DATA FOR ANALYSIS:
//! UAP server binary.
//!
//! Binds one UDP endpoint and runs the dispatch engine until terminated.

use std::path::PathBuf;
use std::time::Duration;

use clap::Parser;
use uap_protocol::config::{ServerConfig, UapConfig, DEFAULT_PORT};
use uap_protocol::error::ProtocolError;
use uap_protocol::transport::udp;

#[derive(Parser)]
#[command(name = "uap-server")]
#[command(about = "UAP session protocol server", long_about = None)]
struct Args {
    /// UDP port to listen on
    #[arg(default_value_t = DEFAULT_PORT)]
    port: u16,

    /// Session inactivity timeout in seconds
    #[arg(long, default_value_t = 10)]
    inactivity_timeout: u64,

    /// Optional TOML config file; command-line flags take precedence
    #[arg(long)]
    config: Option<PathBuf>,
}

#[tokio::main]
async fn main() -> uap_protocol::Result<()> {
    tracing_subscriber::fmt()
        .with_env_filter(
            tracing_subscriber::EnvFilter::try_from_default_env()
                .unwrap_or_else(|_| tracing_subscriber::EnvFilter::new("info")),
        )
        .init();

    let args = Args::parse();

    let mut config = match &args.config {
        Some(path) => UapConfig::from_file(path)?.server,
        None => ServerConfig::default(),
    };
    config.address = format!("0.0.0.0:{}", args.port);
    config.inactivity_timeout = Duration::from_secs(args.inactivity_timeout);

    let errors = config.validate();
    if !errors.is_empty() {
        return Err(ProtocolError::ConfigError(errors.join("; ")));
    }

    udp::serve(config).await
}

PROBLEM DESCRIPTION: Repeat, with no changes, each line from the one with "engine until terminated." to the end of the listing, including both ends and nothing else.

ANSWER:
//! Binds one UDP endpoint and runs the dispatch engine until terminated.

use std::path::PathBuf;
use std::time::Duration;

use clap::Parser;
use uap_protocol::config::{ServerConfig, UapConfig, DEFAULT_PORT};
use uap_protocol::error::ProtocolError;
use uap_protocol::transport::udp;

#[derive(Parser)]
#[command(name = "uap-server")]
#[command(about = "UAP session protocol server", long_about = None)]
struct Args {
    /// UDP port to listen on
    #[arg(default_value_t = DEFAULT_PORT)]
    port: u16,

    /// Session inactivity timeout in seconds
    #[arg(long, default_value_t = 10)]
    inactivity_timeout: u64,

    /// Optional TOML config file; command-line flags take precedence
    #[arg(long)]
    config: Option<PathBuf>,
}

#[tokio::main]
async fn main() -> uap_protocol::Result<()> {
    tracing_subscriber::fmt()
        .with_env_filter(
            tracing_subscriber::EnvFilter::try_from_default_env()
                .unwrap_or_else(|_| tracing_subscriber::EnvFilter::new("info")),
        )
        .init();

    let args = Args::parse();

    let mut config = match &args.config {
        Some(path) => UapConfig::from_file(path)?.server,
        None => ServerConfig::default(),
    };
    config.address = format!("0.0.0.0:{}", args.port);
    config.inactivity_timeout = Duration::from_secs(args.inactivity_timeout);

    let errors = config.validate();
    if !errors.is_empty() {
        return Err(ProtocolError::ConfigError(errors.join("; ")));
    }

    udp::serve(config).await
}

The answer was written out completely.